Nearly 40 years late and awfully short, Harper's
editor-in-chief Lapham expands on his 1968 two-part magazine report on the Maharishi Mahesh's ashram in Rishikesh, India—oh, and the Beatles were there, too. Then a young journalist writing for the Saturday Evening Post
, where the articles that form the basis for this book originally appeared, Lapham was dispatched to India to get the scoop on a budding hippie craze—transcendental meditation, or TM—and the slightly built, eternally grinning (and moneymaking) yogi who had won some very high-profile converts, including the exhausted Beatles, folk singer Donovan, Mia Farrow (then Mrs. Frank Sinatra) and Beach Boys singer Mike Love. Despite a short description of a lengthy taxi ride with Ringo Starr, the Beatles are barely evident in Lapham's text beyond the occasional sighting or stray guitar chord lilting through the Indian air.

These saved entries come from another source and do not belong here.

//! Row/column filtering
//!
//! Reduces a sheet to the dense grid that actually prints. The result is an
//! index-based view: local rows and columns map back to the sheet through
//! `row_indices` / `col_indices`, and cells are borrowed, never cloned.

use ahash::{AHashMap, AHashSet};
use sheetpage_core::{Cell, CellRange, Worksheet};

use crate::used_range::UsedRange;

/// Which part of the sheet is printed
#[derive(Debug, Clone, Copy, PartialEq, Eq)]
pub enum FilterMode {
    /// Exactly this rectangle, minus hidden rows and columns
    PrintArea(CellRange),
    /// The used range, minus hidden and (optionally) empty rows and columns
    AutoTrim {
        skip_empty_rows: bool,
        skip_empty_columns: bool,
    },
}

/// A cell placed on the filtered grid
#[derive(Debug, Clone, Copy)]
pub struct FilteredCell<'a> {
    pub row: usize,
    pub col: usize,
    pub cell: &'a Cell,
}

/// Inclusive rectangle on the filtered grid
#[derive(Debug, Clone, Copy, PartialEq, Eq)]
pub struct LocalRange {
    pub start_row: usize,
    pub start_col: usize,
    pub end_row: usize,
    pub end_col: usize,
}

impl LocalRange {
    pub fn row_span(&self) -> usize {
        self.end_row - self.start_row + 1
    }

    pub fn col_span(&self) -> usize {
        self.end_col - self.start_col + 1
    }
}

/// The printable grid of one sheet
#[derive(Debug, Clone, Default)]
pub struct FilteredSheet<'a> {
    /// Sheet row index of each local row
    pub row_indices: Vec<u32>,
    /// Sheet column index of each local column
    pub col_indices: Vec<u16>,
    /// Row heights in points, per local row
    pub row_heights: Vec<f64>,
    /// Column widths in characters, per local column
    pub col_widths: Vec<f64>,
    /// Cells ordered by local (row, col)
    pub cells: Vec<FilteredCell<'a>>,
    /// Merged ranges whose four corners all survived
    pub merges: Vec<LocalRange>,
    /// Merged ranges inside the printed block that lost a corner
    pub dropped_merges: Vec<CellRange>,
    row_map: AHashMap<u32, usize>,
    col_map: AHashMap<u16, usize>,
}

impl<'a> FilteredSheet<'a> {
    /// Filter `sheet` according to `mode`
    pub fn build(sheet: &'a Worksheet, mode: FilterMode) -> Self {
        let (rows, cols) = match mode {
            FilterMode::PrintArea(area) => print_area_axes(sheet, &area),
            FilterMode::AutoTrim {
                skip_empty_rows,
                skip_empty_columns,
            } => auto_trim_axes(sheet, skip_empty_rows, skip_empty_columns),
        };

        let mut filtered = FilteredSheet {
            row_heights: rows.iter().map(|&r| sheet.row_height(r)).collect(),
            col_widths: cols.iter().map(|&c| sheet.column_width(c)).collect(),
            row_map: rows.iter().enumerate().map(|(i, &r)| (r, i)).collect(),
            col_map: cols.iter().enumerate().map(|(i, &c)| (c, i)).collect(),
            row_indices: rows,
            col_indices: cols,
            ..Default::default()
        };
        filtered.collect_cells(sheet);
        filtered.remap_merges(sheet);
        filtered
    }

    pub fn row_count(&self) -> usize {
        self.row_indices.len()
    }

    pub fn col_count(&self) -> usize {
        self.col_indices.len()
    }

    /// Nothing to print
    pub fn is_empty(&self) -> bool {
        self.row_indices.is_empty() || self.col_indices.is_empty()
    }

    /// Local index of a sheet row, if it survived
    pub fn local_row(&self, row: u32) -> Option<usize> {
        self.row_map.get(&row).copied()
    }

    /// Local index of a sheet column, if it survived
    pub fn local_col(&self, col: u16) -> Option<usize> {
        self.col_map.get(&col).copied()
    }

    fn collect_cells(&mut self, sheet: &'a Worksheet) {
        for (local_row, &row_index) in self.row_indices.iter().enumerate() {
            let Some(row) = sheet.row(row_index) else {
                // Rows without backing data print as empty default-height rows
                continue;
            };
            for cell in &row.cells {
                if let Some(&local_col) = self.col_map.get(&cell.col) {
                    self.cells.push(FilteredCell {
                        row: local_row,
                        col: local_col,
                        cell,
                    });
                }
            }
        }
        self.cells.sort_by_key(|c| (c.row, c.col));
    }

    fn remap_merges(&mut self, sheet: &Worksheet) {
        for range in sheet.merged_regions() {
            let range = &CellRange::new(range.start, range.end);
            let corners = (
                self.local_row(range.start.row),
                self.local_col(range.start.col),
                self.local_row(range.end.row),
                self.local_col(range.end.col),
            );
            match corners {
                (Some(start_row), Some(start_col), Some(end_row), Some(end_col)) => {
                    self.merges.push(LocalRange {
                        start_row,
                        start_col,
                        end_row,
                        end_col,
                    })
                }
                _ if self.bounds().is_some_and(|b| b.overlaps(range)) => {
                    self.dropped_merges.push(*range)
                }
                // Entirely outside the printed block
                _ => {}
            }
        }
    }

    /// Sheet rectangle spanned by the surviving rows and columns
    fn bounds(&self) -> Option<CellRange> {
        Some(CellRange::from_indices(
            *self.row_indices.first()?,
            *self.col_indices.first()?,
            *self.row_indices.last()?,
            *self.col_indices.last()?,
        ))
    }
}

fn print_area_axes(sheet: &Worksheet, area: &CellRange) -> (Vec<u32>, Vec<u16>) {
    let rows = (area.start.row..=area.end.row)
        .filter(|&r| !sheet.is_row_hidden(r))
        .collect();
    let cols = (area.start.col..=area.end.col)
        .filter(|&c| !sheet.is_column_hidden(c))
        .collect();
    (rows, cols)
}

fn auto_trim_axes(
    sheet: &Worksheet,
    skip_empty_rows: bool,
    skip_empty_columns: bool,
) -> (Vec<u32>, Vec<u16>) {
    // An empty sheet scans the degenerate A1 box; the skip flags then drop it
    let used = UsedRange::compute(sheet);

    let mut effective_rows = AHashSet::new();
    let mut effective_cols = AHashSet::new();
    for cell in sheet.iter_cells().filter(|c| c.is_effective()) {
        effective_rows.insert(cell.row);
        effective_cols.insert(cell.col);
    }

    let rows = (used.min_row..=used.max_row)
        .filter(|&r| !sheet.is_row_hidden(r))
        .filter(|r| !skip_empty_rows || effective_rows.contains(r))
        .collect();
    let cols = (used.min_col..=used.max_col)
        .filter(|&c| !sheet.is_column_hidden(c))
        .filter(|c| !skip_empty_columns || effective_cols.contains(c))
        .collect();
    (rows, cols)
}

#[cfg(test)]
mod tests {
    use super::*;
    use pretty_assertions::assert_eq;
    use sheetpage_core::CellAddress;

    const TRIM: FilterMode = FilterMode::AutoTrim {
        skip_empty_rows: true,
        skip_empty_columns: true,
    };

    fn positions(f: &FilteredSheet<'_>) -> Vec<(usize, usize)> {
        f.cells.iter().map(|c| (c.row, c.col)).collect()
    }

    #[test]
    fn test_auto_trim_single_cell() {
        let mut ws = Worksheet::new("S");
        ws.set_cell_value_at(5, 5, "Target").unwrap();

        let f = FilteredSheet::build(&ws, TRIM);
        assert_eq!(f.row_indices, vec![5]);
        assert_eq!(f.col_indices, vec![5]);
        assert_eq!(positions(&f), vec![(0, 0)]);
        assert_eq!(f.local_row(5), Some(0));
        assert_eq!(f.local_row(4), None);
    }

    #[test]
    fn test_auto_trim_skips_hidden_and_empty() {
        let mut ws = Worksheet::new("S");
        ws.set_cell_value_at(0, 0, "a").unwrap();
        ws.set_cell_value_at(2, 2, "b").unwrap();
        ws.set_cell_value_at(3, 1, "hidden").unwrap();
        ws.set_row_hidden(3, true);
        ws.set_cell_value_at(4, 4, "c").unwrap();
        ws.set_column_hidden(4, true);

        let f = FilteredSheet::build(&ws, TRIM);
        assert_eq!(f.row_indices, vec![0, 2, 4]);
        assert_eq!(f.col_indices, vec![0, 1, 2]);
        // (4,4) lost its column
        assert_eq!(positions(&f), vec![(0, 0), (1, 2)]);

        let keep = FilterMode::AutoTrim {
            skip_empty_rows: false,
            skip_empty_columns: false,
        };
        let f = FilteredSheet::build(&ws, keep);
        assert_eq!(f.row_indices, vec![0, 1, 2, 4]);
        assert_eq!(f.col_indices, vec![0, 1, 2, 3]);
    }

    #[test]
    fn test_print_area_synthesizes_rows() {
        let mut ws = Worksheet::new("S");
        ws.set_cell_value_at(1, 1, "x").unwrap();
        ws.set_cell_value_at(1, 9, "outside").unwrap();
        ws.set_row_height(1, 30.0);
        ws.set_column_hidden(2, true);

        let area = CellRange::parse("B1:D4").unwrap();
        let f = FilteredSheet::build(&ws, FilterMode::PrintArea(area));

        assert_eq!(f.row_indices, vec![0, 1, 2, 3]);
        assert_eq!(f.col_indices, vec![1, 3]);
        assert_eq!(f.row_heights, vec![15.0, 30.0, 15.0, 15.0]);
        assert_eq!(positions(&f), vec![(1, 0)]);
    }

    #[test]
    fn test_merge_remapping() {
        let mut ws = Worksheet::new("S");
        for r in 0..4 {
            for c in 0..4 {
                ws.set_cell_value_at(r, c, "v").unwrap();
            }
        }
        ws.set_row_hidden(1, true);
        ws.merge_cells(&CellRange::parse("A1:B3").unwrap()).unwrap();
        ws.merge_cells(&CellRange::parse("C2:D2").unwrap()).unwrap();
        ws.merge_cells(&CellRange::parse("C4:D5").unwrap()).unwrap();

        let f = FilteredSheet::build(&ws, TRIM);
        assert_eq!(
            f.merges,
            vec![LocalRange {
                start_row: 0,
                start_col: 0,
                end_row: 1,
                end_col: 1
            }]
        );
        // C2:D2 sits on the hidden row; C4:D5 loses its bottom edge
        assert_eq!(
            f.dropped_merges,
            vec![
                CellRange::parse("C2:D2").unwrap(),
                CellRange::parse("C4:D5").unwrap()
            ]
        );

        let area = FilterMode::PrintArea(CellRange::parse("A1:B4").unwrap());
        let f = FilteredSheet::build(&ws, area);
        assert_eq!(f.merges.len(), 1);
        assert!(f.dropped_merges.is_empty());
    }

    #[test]
    fn test_empty_sheet() {
        let ws = Worksheet::new("S");
        let f = FilteredSheet::build(&ws, TRIM);
        assert!(f.is_empty());
        assert!(f.cells.is_empty());
    }

    #[test]
    fn test_empty_sheet_keeps_a1_without_skipping() {
        let ws = Worksheet::new("S");
        let keep = FilterMode::AutoTrim {
            skip_empty_rows: false,
            skip_empty_columns: false,
        };
        let f = FilteredSheet::build(&ws, keep);
        assert_eq!(f.row_indices, vec![0]);
        assert_eq!(f.col_indices, vec![0]);
        assert!(f.cells.is_empty());

        let rows_only = FilterMode::AutoTrim {
            skip_empty_rows: true,
            skip_empty_columns: false,
        };
        assert!(FilteredSheet::build(&ws, rows_only).is_empty());
    }

    #[test]
    fn test_merge_with_reversed_corners() {
        let mut ws = Worksheet::new("S");
        for r in 0..3 {
            for c in 0..3 {
                ws.set_cell_value_at(r, c, "v").unwrap();
            }
        }
        let reversed = CellRange {
            start: CellAddress::new(2, 1),
            end: CellAddress::new(0, 0),
        };
        ws.merge_cells(&reversed).unwrap();

        let f = FilteredSheet::build(&ws, TRIM);
        assert_eq!(
            f.merges,
            vec![LocalRange {
                start_row: 0,
                start_col: 0,
                end_row: 2,
                end_col: 1
            }]
        );
        assert_eq!(f.merges[0].row_span(), 3);
        assert_eq!(f.merges[0].col_span(), 2);
    }
}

There are some marvelous photos of the Beatles, many taken by a young follower of the maharishi named Paul Saltzman who published them in his own book in 2000. Even with these shots, however, Lapham's surprisingly ordinary, at times self-important prose, will disappoint if not flat-out bore readers expecting anything close to what the title might suggest. (Oct. 19)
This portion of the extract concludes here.